Tragically, even in the subcontinent Princess Sophia’s name is nowhere to be seen amongst feminists whether in India or Pakistan.

“Sophia was born to be an outsider. The British just wanted to bury her role. The last thing they wanted their colony to know was that an upstart Punjabi princess defied them in their own land. She might have caused an uprising.”

Years before, it was Duleep Singh who had tried to start an uprising with an army through Russia and Afghanistan and failed.

The nationalists and freedom fighters of India including Gandhi and Jinnah never acknowledged Sophia’s role despite her being politically active before any other Indian woman for freedom and human rights.

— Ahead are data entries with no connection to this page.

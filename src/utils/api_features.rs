//! # API Query Features
//!
//! URL 쿼리 스트링을 MongoDB 쿼리(필터/정렬/프로젝션/페이지네이션)로 변환하는
//! 빌더입니다. 모든 목록 조회 엔드포인트가 이 변환을 공유합니다.
//!
//! ## 지원 문법
//!
//! ```text
//! GET /api/v1/tours?difficulty=easy&price[lt]=1500     → 필터 (비교 연산자)
//! GET /api/v1/tours?sort=price,-ratings_average        → 정렬 (- 접두사는 내림차순)
//! GET /api/v1/tours?fields=name,price,duration         → 필드 제한 (프로젝션)
//! GET /api/v1/tours?page=2&limit=10                    → 페이지네이션
//! ```
//!
//! ## 인젝션 방어
//!
//! 쿼리 키는 그대로 MongoDB 필터 문서의 키가 되므로, `$`나 `.`이 포함된
//! 키/연산자는 전부 거부합니다. 비교 연산자는 화이트리스트(`gte`, `gt`,
//! `lte`, `lt`, `ne`)에 있는 것만 `$` 접두사 연산자로 변환됩니다.

use std::collections::HashMap;

use mongodb::bson::{doc, Bson, Document};
use mongodb::options::FindOptions;

use crate::core::errors::AppError;

/// 페이지네이션 기본값
const DEFAULT_PAGE: u64 = 1;
const DEFAULT_LIMIT: i64 = 100;
const MAX_LIMIT: i64 = 500;

/// 허용된 비교 연산자 화이트리스트 (쿼리 표기 → MongoDB 연산자)
const OPERATORS: [(&str, &str); 5] = [
    ("gte", "$gte"),
    ("gt", "$gt"),
    ("lte", "$lte"),
    ("lt", "$lt"),
    ("ne", "$ne"),
];

/// 쿼리 스트링에서 파생된 MongoDB 쿼리 구성 요소
///
/// `from_query`로 생성한 뒤 `filter()`와 `find_options()`를
/// `Collection::find`에 넘기면 됩니다.
#[derive(Debug, Clone)]
pub struct ApiFeatures {
    filter: Document,
    sort: Document,
    projection: Option<Document>,
    page: u64,
    limit: i64,
}

impl ApiFeatures {
    /// 쿼리 파라미터 맵에서 ApiFeatures를 구성합니다.
    ///
    /// # Errors
    ///
    /// * `AppError::ValidationError` - 허용되지 않은 키/연산자, 잘못된
    ///   page/limit 값
    pub fn from_query(params: &HashMap<String, String>) -> Result<Self, AppError> {
        let mut features = Self {
            filter: Document::new(),
            sort: doc! { "created_at": -1 },
            projection: None,
            page: DEFAULT_PAGE,
            limit: DEFAULT_LIMIT,
        };

        for (key, value) in params {
            match key.as_str() {
                "page" => features.page = parse_page(value)?,
                "limit" => features.limit = parse_limit(value)?,
                "sort" => features.sort = parse_sort(value)?,
                "fields" => features.projection = parse_fields(value)?,
                _ => {
                    let (field, bson_value) = parse_filter_pair(key, value)?;
                    merge_filter(&mut features.filter, field, bson_value);
                }
            }
        }

        Ok(features)
    }

    /// 추가 조건과 함께 필터 문서를 반환합니다.
    ///
    /// 리포지토리가 기본 조건(secret_tour 제외, 특정 투어의 리뷰 등)을
    /// 얹을 때 사용합니다.
    pub fn filter_with(&self, base: Document) -> Document {
        let mut merged = self.filter.clone();
        for (k, v) in base {
            merged.insert(k, v);
        }
        merged
    }

    /// 필터 문서를 반환합니다.
    pub fn filter(&self) -> Document {
        self.filter.clone()
    }

    /// 정렬/프로젝션/페이지네이션이 반영된 FindOptions를 반환합니다.
    pub fn find_options(&self) -> FindOptions {
        let skip = (self.page - 1) * self.limit as u64;

        FindOptions::builder()
            .sort(self.sort.clone())
            .projection(self.projection.clone())
            .skip(skip)
            .limit(self.limit)
            .build()
    }

    /// 현재 페이지 번호
    pub fn page(&self) -> u64 {
        self.page
    }

    /// 페이지당 문서 수
    pub fn limit(&self) -> i64 {
        self.limit
    }
}

/// `price[gte]` 형태의 키를 (필드, 연산자) 쌍으로 분해하고 값과 함께
/// BSON 필터 조각으로 변환합니다.
fn parse_filter_pair(key: &str, value: &str) -> Result<(String, Bson), AppError> {
    // "price[gte]" → field = "price", op = "gte"
    if let Some(open) = key.find('[') {
        if !key.ends_with(']') {
            return Err(invalid_param(key));
        }

        let field = &key[..open];
        let op = &key[open + 1..key.len() - 1];
        ensure_safe_key(field)?;

        let mongo_op = OPERATORS
            .iter()
            .find(|(name, _)| *name == op)
            .map(|(_, mongo)| *mongo)
            .ok_or_else(|| {
                AppError::ValidationError(format!("Unsupported filter operator: {}", op))
            })?;

        let inner = doc! { mongo_op: coerce_value(value) };
        return Ok((field.to_string(), Bson::Document(inner)));
    }

    ensure_safe_key(key)?;
    Ok((key.to_string(), coerce_value(value)))
}

/// 동일 필드에 여러 연산자 조건이 오면 하나의 문서로 병합합니다.
/// (`duration[gte]=5&duration[lte]=9` → `{duration: {$gte: 5, $lte: 9}}`)
fn merge_filter(filter: &mut Document, field: String, value: Bson) {
    if let Bson::Document(ref incoming) = value {
        if let Some(Bson::Document(existing)) = filter.get_mut(&field) {
            for (k, v) in incoming {
                existing.insert(k, v.clone());
            }
            return;
        }
    }

    filter.insert(field, value);
}

/// 쿼리 값의 타입 추론 (정수 → 실수 → 불리언 → 문자열 순서)
fn coerce_value(value: &str) -> Bson {
    if let Ok(i) = value.parse::<i64>() {
        return Bson::Int64(i);
    }
    if let Ok(f) = value.parse::<f64>() {
        return Bson::Double(f);
    }
    match value {
        "true" => Bson::Boolean(true),
        "false" => Bson::Boolean(false),
        _ => Bson::String(value.to_string()),
    }
}

/// `sort=price,-ratings_average` → `{price: 1, ratings_average: -1}`
fn parse_sort(value: &str) -> Result<Document, AppError> {
    let mut sort = Document::new();

    for part in value.split(',').filter(|p| !p.is_empty()) {
        let (field, direction) = match part.strip_prefix('-') {
            Some(stripped) => (stripped, -1),
            None => (part, 1),
        };
        ensure_safe_key(field)?;
        sort.insert(field, direction);
    }

    if sort.is_empty() {
        return Ok(doc! { "created_at": -1 });
    }

    Ok(sort)
}

/// `fields=name,price` → 포함 프로젝션, `fields=-description` → 제외 프로젝션
///
/// MongoDB는 포함/제외 혼용을 허용하지 않으므로 혼용 시 400을 반환합니다.
fn parse_fields(value: &str) -> Result<Option<Document>, AppError> {
    let mut projection = Document::new();
    let mut has_include = false;
    let mut has_exclude = false;

    for part in value.split(',').filter(|p| !p.is_empty()) {
        let (field, flag) = match part.strip_prefix('-') {
            Some(stripped) => {
                has_exclude = true;
                (stripped, 0)
            }
            None => {
                has_include = true;
                (part, 1)
            }
        };
        ensure_safe_key(field)?;
        projection.insert(field, flag);
    }

    if has_include && has_exclude {
        return Err(AppError::ValidationError(
            "Cannot mix inclusion and exclusion in fields".to_string(),
        ));
    }

    if projection.is_empty() {
        return Ok(None);
    }

    Ok(Some(projection))
}

fn parse_page(value: &str) -> Result<u64, AppError> {
    let page: u64 = value
        .parse()
        .map_err(|_| AppError::ValidationError("page must be a positive integer".to_string()))?;

    if page == 0 {
        return Err(AppError::ValidationError(
            "page must be a positive integer".to_string(),
        ));
    }

    Ok(page)
}

fn parse_limit(value: &str) -> Result<i64, AppError> {
    let limit: i64 = value
        .parse()
        .map_err(|_| AppError::ValidationError("limit must be a positive integer".to_string()))?;

    if limit <= 0 {
        return Err(AppError::ValidationError(
            "limit must be a positive integer".to_string(),
        ));
    }

    Ok(limit.min(MAX_LIMIT))
}

/// 필터/정렬/프로젝션 키로 쓰일 수 없는 문자를 거부합니다.
fn ensure_safe_key(key: &str) -> Result<(), AppError> {
    if key.is_empty() || key.contains('$') || key.contains('.') {
        return Err(invalid_param(key));
    }
    Ok(())
}

fn invalid_param(key: &str) -> AppError {
    AppError::ValidationError(format!("Invalid query parameter: {}", key))
}

#[cfg(test)]
mod tests {
    use super::*;

    fn query(pairs: &[(&str, &str)]) -> HashMap<String, String> {
        pairs
            .iter()
            .map(|(k, v)| (k.to_string(), v.to_string()))
            .collect()
    }

    #[test]
    fn test_equality_filter_with_type_coercion() {
        let features =
            ApiFeatures::from_query(&query(&[("difficulty", "easy"), ("duration", "5")])).unwrap();

        let filter = features.filter();
        assert_eq!(filter.get_str("difficulty").unwrap(), "easy");
        assert_eq!(filter.get_i64("duration").unwrap(), 5);
    }

    #[test]
    fn test_comparison_operator_translation() {
        let features = ApiFeatures::from_query(&query(&[("price[lt]", "1500")])).unwrap();

        let filter = features.filter();
        let price = filter.get_document("price").unwrap();
        assert_eq!(price.get_i64("$lt").unwrap(), 1500);
    }

    #[test]
    fn test_multiple_operators_on_same_field_merge() {
        let features =
            ApiFeatures::from_query(&query(&[("duration[gte]", "5"), ("duration[lte]", "9")]))
                .unwrap();

        let duration = features.filter().get_document("duration").unwrap().clone();
        assert_eq!(duration.get_i64("$gte").unwrap(), 5);
        assert_eq!(duration.get_i64("$lte").unwrap(), 9);
    }

    #[test]
    fn test_unknown_operator_rejected() {
        let result = ApiFeatures::from_query(&query(&[("price[where]", "1")]));
        assert!(matches!(result, Err(AppError::ValidationError(_))));
    }

    #[test]
    fn test_dollar_and_dot_keys_rejected() {
        assert!(ApiFeatures::from_query(&query(&[("$where", "1")])).is_err());
        assert!(ApiFeatures::from_query(&query(&[("a.b", "1")])).is_err());
        assert!(ApiFeatures::from_query(&query(&[("sort", "$natural")])).is_err());
    }

    #[test]
    fn test_boolean_coercion() {
        let features = ApiFeatures::from_query(&query(&[("paid", "true")])).unwrap();
        assert_eq!(features.filter().get_bool("paid").unwrap(), true);
    }

    #[test]
    fn test_sort_parsing() {
        let features =
            ApiFeatures::from_query(&query(&[("sort", "price,-ratings_average")])).unwrap();

        let options = features.find_options();
        let sort = options.sort.unwrap();
        assert_eq!(sort.get_i32("price").unwrap(), 1);
        assert_eq!(sort.get_i32("ratings_average").unwrap(), -1);
    }

    #[test]
    fn test_default_sort_is_newest_first() {
        let features = ApiFeatures::from_query(&query(&[])).unwrap();
        let sort = features.find_options().sort.unwrap();
        assert_eq!(sort.get_i32("created_at").unwrap(), -1);
    }

    #[test]
    fn test_field_limiting_inclusion() {
        let features = ApiFeatures::from_query(&query(&[("fields", "name,price")])).unwrap();
        let projection = features.find_options().projection.unwrap();
        assert_eq!(projection.get_i32("name").unwrap(), 1);
        assert_eq!(projection.get_i32("price").unwrap(), 1);
    }

    #[test]
    fn test_field_limiting_exclusion() {
        let features = ApiFeatures::from_query(&query(&[("fields", "-description")])).unwrap();
        let projection = features.find_options().projection.unwrap();
        assert_eq!(projection.get_i32("description").unwrap(), 0);
    }

    #[test]
    fn test_mixed_projection_rejected() {
        let result = ApiFeatures::from_query(&query(&[("fields", "name,-description")]));
        assert!(matches!(result, Err(AppError::ValidationError(_))));
    }

    #[test]
    fn test_pagination_defaults_and_skip() {
        let features = ApiFeatures::from_query(&query(&[])).unwrap();
        let options = features.find_options();
        assert_eq!(options.skip, Some(0));
        assert_eq!(options.limit, Some(DEFAULT_LIMIT));

        let features = ApiFeatures::from_query(&query(&[("page", "3"), ("limit", "10")])).unwrap();
        let options = features.find_options();
        assert_eq!(options.skip, Some(20));
        assert_eq!(options.limit, Some(10));
    }

    #[test]
    fn test_pagination_bounds() {
        assert!(ApiFeatures::from_query(&query(&[("page", "0")])).is_err());
        assert!(ApiFeatures::from_query(&query(&[("page", "abc")])).is_err());
        assert!(ApiFeatures::from_query(&query(&[("limit", "-5")])).is_err());

        let features = ApiFeatures::from_query(&query(&[("limit", "99999")])).unwrap();
        assert_eq!(features.limit(), MAX_LIMIT);
    }

    #[test]
    fn test_reserved_params_do_not_reach_filter() {
        let features = ApiFeatures::from_query(&query(&[
            ("page", "2"),
            ("limit", "10"),
            ("sort", "price"),
            ("fields", "name"),
            ("difficulty", "easy"),
        ]))
        .unwrap();

        let filter = features.filter();
        assert_eq!(filter.len(), 1);
        assert!(filter.contains_key("difficulty"));
    }

    #[test]
    fn test_filter_with_base_conditions() {
        let features = ApiFeatures::from_query(&query(&[("rating[gte]", "4")])).unwrap();
        let merged = features.filter_with(doc! { "secret_tour": { "$ne": true } });

        assert!(merged.contains_key("rating"));
        assert!(merged.contains_key("secret_tour"));
    }
}
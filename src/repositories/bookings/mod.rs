//! 예약 리포지토리 모듈

pub mod booking_repo;

pub use booking_repo::*;
//! # 투어 리포지토리 구현
//!
//! 투어 엔티티의 데이터 액세스 계층입니다. MongoDB를 주 저장소로 사용하고,
//! 단건 조회에 Redis 읽기 우선 캐싱을 적용합니다.
//!
//! ## 캐싱 전략
//!
//! - 단건 조회: `tour:{id}` 키, TTL 10분
//! - 쓰기 연산은 해당 키와 컬렉션 캐시를 무효화합니다.
//!
//! ## 기본 필터
//!
//! 비공개 투어(`secret_tour: true`)는 목록/통계/지리 질의에서 항상
//! 제외됩니다. 단건 조회는 ID를 알면 접근 가능합니다.

use std::sync::Arc;
use futures_util::TryStreamExt;
use mongodb::{bson::{doc, oid::ObjectId, DateTime, Document}, options::IndexOptions, IndexModel};
use singleton_macro::repository;

use crate::{
    caching::redis::RedisClient,
    core::registry::Repository,
    db::Database,
    domain::entities::tours::tour::Tour,
    repositories::crud,
    utils::api_features::ApiFeatures,
};
use crate::core::errors::AppError;

/// 투어 데이터 액세스 리포지토리
#[repository(name = "tour", collection = "tours")]
pub struct TourRepository {
    /// MongoDB 데이터베이스 연결
    db: Arc<Database>,

    /// Redis 캐시 클라이언트
    redis: Arc<RedisClient>,
}

/// 목록/통계에서 비공개 투어를 제외하는 기본 필터
fn public_filter() -> Document {
    doc! { "secret_tour": { "$ne": true } }
}

impl TourRepository {
    /// 쿼리 기능이 적용된 투어 목록 조회
    ///
    /// 프로젝션(`fields=`)이 자유롭도록 Document 목록을 반환합니다.
    pub async fn find_all(&self, features: &ApiFeatures) -> Result<Vec<Document>, AppError> {
        crud::find_all(&self.collection::<Document>(), public_filter(), features).await
    }

    /// ID로 투어 조회 (캐시 우선)
    pub async fn find_by_id(&self, id: &str) -> Result<Option<Tour>, AppError> {
        let cache_key = self.cache_key(id);

        if let Ok(Some(cached)) = self.redis.get::<Tour>(&cache_key).await {
            return Ok(Some(cached));
        }

        let tour = crud::find_by_id(&self.collection::<Tour>(), id, Document::new()).await?;

        if let Some(ref tour) = tour {
            let _ = self.redis.set_with_expiry(&cache_key, tour, 600).await;
        }

        Ok(tour)
    }

    /// 새 투어 생성
    ///
    /// 이름 중복은 유니크 인덱스와 사전 조회로 방지합니다.
    pub async fn create(&self, mut tour: Tour) -> Result<Tour, AppError> {
        let existing = self
            .collection::<Tour>()
            .find_one(doc! { "name": tour.name.clone() })
            .await
            .map_err(|e| AppError::DatabaseError(e.to_string()))?;

        if existing.is_some() {
            return Err(AppError::ConflictError(format!(
                "A tour named '{}' already exists",
                tour.name
            )));
        }

        let inserted_id = crud::insert_one(&self.collection::<Tour>(), &tour).await?;
        tour.id = Some(inserted_id);

        let _ = self.invalidate_collection_cache(None).await;

        Ok(tour)
    }

    /// 투어 부분 업데이트
    pub async fn update(&self, id: &str, set_doc: Document) -> Result<Option<Tour>, AppError> {
        let updated = crud::update_by_id(&self.collection::<Tour>(), id, set_doc).await?;

        if updated.is_some() {
            let _ = self.invalidate_cache(id).await;
            let _ = self.invalidate_collection_cache(None).await;
        }

        Ok(updated)
    }

    /// 투어 삭제
    pub async fn delete(&self, id: &str) -> Result<bool, AppError> {
        let deleted = crud::delete_by_id(&self.collection::<Tour>(), id).await?;

        if deleted {
            let _ = self.invalidate_cache(id).await;
            let _ = self.invalidate_collection_cache(None).await;
        }

        Ok(deleted)
    }

    /// 난이도별 투어 통계 집계
    ///
    /// 평점 4.5 이상의 공개 투어를 난이도로 그룹화하여
    /// 개수/평점/가격 통계를 계산합니다.
    pub async fn tour_stats(&self) -> Result<Vec<Document>, AppError> {
        let pipeline = vec![
            doc! { "$match": {
                "secret_tour": { "$ne": true },
                "ratings_average": { "$gte": 4.5 }
            }},
            doc! { "$group": {
                "_id": { "$toUpper": "$difficulty" },
                "num_tours": { "$sum": 1 },
                "num_ratings": { "$sum": "$ratings_quantity" },
                "avg_rating": { "$avg": "$ratings_average" },
                "avg_price": { "$avg": "$price" },
                "min_price": { "$min": "$price" },
                "max_price": { "$max": "$price" }
            }},
            doc! { "$sort": { "avg_price": 1 } },
        ];

        self.aggregate(pipeline).await
    }

    /// 연도별 월간 출발 일정 집계
    ///
    /// 출발 일자를 풀어서(`$unwind`) 해당 연도의 월별 출발 횟수와
    /// 투어 이름 목록을 계산하고, 바쁜 달부터 정렬합니다.
    pub async fn monthly_plan(&self, year: i32) -> Result<Vec<Document>, AppError> {
        use chrono::TimeZone;

        let start = chrono::Utc
            .with_ymd_and_hms(year, 1, 1, 0, 0, 0)
            .single()
            .ok_or_else(|| AppError::ValidationError(format!("Invalid year: {}", year)))?;
        let end = chrono::Utc
            .with_ymd_and_hms(year, 12, 31, 23, 59, 59)
            .single()
            .ok_or_else(|| AppError::ValidationError(format!("Invalid year: {}", year)))?;

        let pipeline = vec![
            doc! { "$unwind": "$start_dates" },
            doc! { "$match": {
                "secret_tour": { "$ne": true },
                "start_dates": {
                    "$gte": DateTime::from_chrono(start),
                    "$lte": DateTime::from_chrono(end)
                }
            }},
            doc! { "$group": {
                "_id": { "$month": "$start_dates" },
                "num_tour_starts": { "$sum": 1 },
                "tours": { "$push": "$name" }
            }},
            doc! { "$addFields": { "month": "$_id" } },
            doc! { "$project": { "_id": 0 } },
            doc! { "$sort": { "num_tour_starts": -1 } },
            doc! { "$limit": 12 },
        ];

        self.aggregate(pipeline).await
    }

    /// 중심 좌표 기준 반경(라디안) 내의 투어 조회
    ///
    /// `start_location`의 2dsphere 인덱스를 사용하는 `$geoWithin` 질의입니다.
    pub async fn find_within(
        &self,
        lng: f64,
        lat: f64,
        radius_radians: f64,
    ) -> Result<Vec<Tour>, AppError> {
        let mut filter = public_filter();
        filter.insert(
            "start_location",
            doc! { "$geoWithin": { "$centerSphere": [[lng, lat], radius_radians] } },
        );

        let cursor = self
            .collection::<Tour>()
            .find(filter)
            .await
            .map_err(|e| AppError::DatabaseError(e.to_string()))?;

        cursor
            .try_collect()
            .await
            .map_err(|e| AppError::DatabaseError(e.to_string()))
    }

    /// 지정 좌표로부터 각 투어까지의 거리 계산
    ///
    /// `$geoNear`는 파이프라인의 첫 스테이지여야 하며, 결과 거리에
    /// 단위 변환 계수(`multiplier`)를 곱해서 반환합니다.
    pub async fn distances(
        &self,
        lng: f64,
        lat: f64,
        multiplier: f64,
    ) -> Result<Vec<Document>, AppError> {
        let pipeline = vec![
            doc! { "$geoNear": {
                "near": { "type": "Point", "coordinates": [lng, lat] },
                "distanceField": "distance",
                "distanceMultiplier": multiplier,
                "query": { "secret_tour": { "$ne": true } }
            }},
            doc! { "$project": { "distance": 1, "name": 1 } },
        ];

        self.aggregate(pipeline).await
    }

    /// 집계 파이프라인 실행 공통 경로
    async fn aggregate(&self, pipeline: Vec<Document>) -> Result<Vec<Document>, AppError> {
        let cursor = self
            .collection::<Document>()
            .aggregate(pipeline)
            .await
            .map_err(|e| AppError::DatabaseError(e.to_string()))?;

        cursor
            .try_collect()
            .await
            .map_err(|e| AppError::DatabaseError(e.to_string()))
    }

    /// 데이터베이스 인덱스 생성
    ///
    /// 애플리케이션 초기화 시점에 한 번 실행됩니다.
    pub async fn create_indexes(&self) -> Result<(), AppError> {
        let collection = self.collection::<Tour>();

        // 이름 유니크 인덱스
        let name_index = IndexModel::builder()
            .keys(doc! { "name": 1 })
            .options(IndexOptions::builder()
                .unique(true)
                .name("name_unique".to_string())
                .build())
            .build();

        // 가격/평점 복합 인덱스 (자주 쓰는 필터 조합)
        let price_rating_index = IndexModel::builder()
            .keys(doc! { "price": 1, "ratings_average": -1 })
            .options(IndexOptions::builder()
                .name("price_asc_rating_desc".to_string())
                .build())
            .build();

        // 슬러그 인덱스
        let slug_index = IndexModel::builder()
            .keys(doc! { "slug": 1 })
            .options(IndexOptions::builder()
                .name("slug_asc".to_string())
                .build())
            .build();

        // 출발지 2dsphere 인덱스 (지리 질의)
        let geo_index = IndexModel::builder()
            .keys(doc! { "start_location": "2dsphere" })
            .options(IndexOptions::builder()
                .name("start_location_2dsphere".to_string())
                .build())
            .build();

        collection
            .create_indexes([name_index, price_rating_index, slug_index, geo_index])
            .await
            .map_err(|e| AppError::DatabaseError(e.to_string()))?;

        Ok(())
    }

    /// 리뷰 집계 결과로 평점 필드를 갱신합니다.
    pub async fn update_ratings(
        &self,
        tour_id: &ObjectId,
        quantity: u32,
        average: f64,
    ) -> Result<(), AppError> {
        self.collection::<Tour>()
            .update_one(
                doc! { "_id": *tour_id },
                doc! { "$set": {
                    "ratings_quantity": quantity,
                    "ratings_average": average,
                    "updated_at": DateTime::now()
                }},
            )
            .await
            .map_err(|e| AppError::DatabaseError(e.to_string()))?;

        let _ = self.invalidate_cache(&tour_id.to_hex()).await;
        let _ = self.invalidate_collection_cache(None).await;

        Ok(())
    }
}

According to Anand, “Gandhi mentions only a handful of people including the female poetess, Sarojini Naidu. Although inspired by the suffragettes, he divorced them spiritually due to their violent tactics. Neither Gandhi nor Jinnah had time for royals and less so for those who weren’t really properly connected to new India.”

The fact that this Princess who could have opted for a lavish life risked everything for female equality went completely unnoticed.

Despite her fight against the British for the betterment of poor Indians on British soil and universal female empowerment, Sophia retained Britain as her home unlike her sisters. Even though she visited Lahore, she still felt more at home in Britain most probably because she felt ‘needed’ there.

“Britain was her home. She felt most useful when she was doing something and Britain gave her the time and opportunity to take up causes. When she had nothing to do she felt sad and lonely.”

One could be forgiven for thinking why didn’t she take up her father’s cause to reclaim the Sikh Kingdom or at least ask for the Koh-i-Noor from her godmother. “Unlike Bamba who fought for recognition as Maharani of Punjab, for Sophia the matter was done and dusted.

As far as she was concerned he [Duleep Singh] had lost everything, dying broken and alone. The family also had a lot more to deal with than the loss of the Koh-i-Noor. Sophia just didn’t give a toss.”

Sophia is a crucial part of British and Punjabi history and culture and she must be recognised as such. She alone personified the entire family and rose out of tragedy after tragedy in the utmost dignified form.

“She became most like Ranjit Singh. He was secular, choosing not to destroy mosques or other places of religious worship. She believed in the equality of all people. She was also much like Jindan, her grandmother, who openly defied the British, much to her cost.”

Anita Anand cannot be credited enough for writing about Princess Sophia. It is time Princess Sophia be given credit too.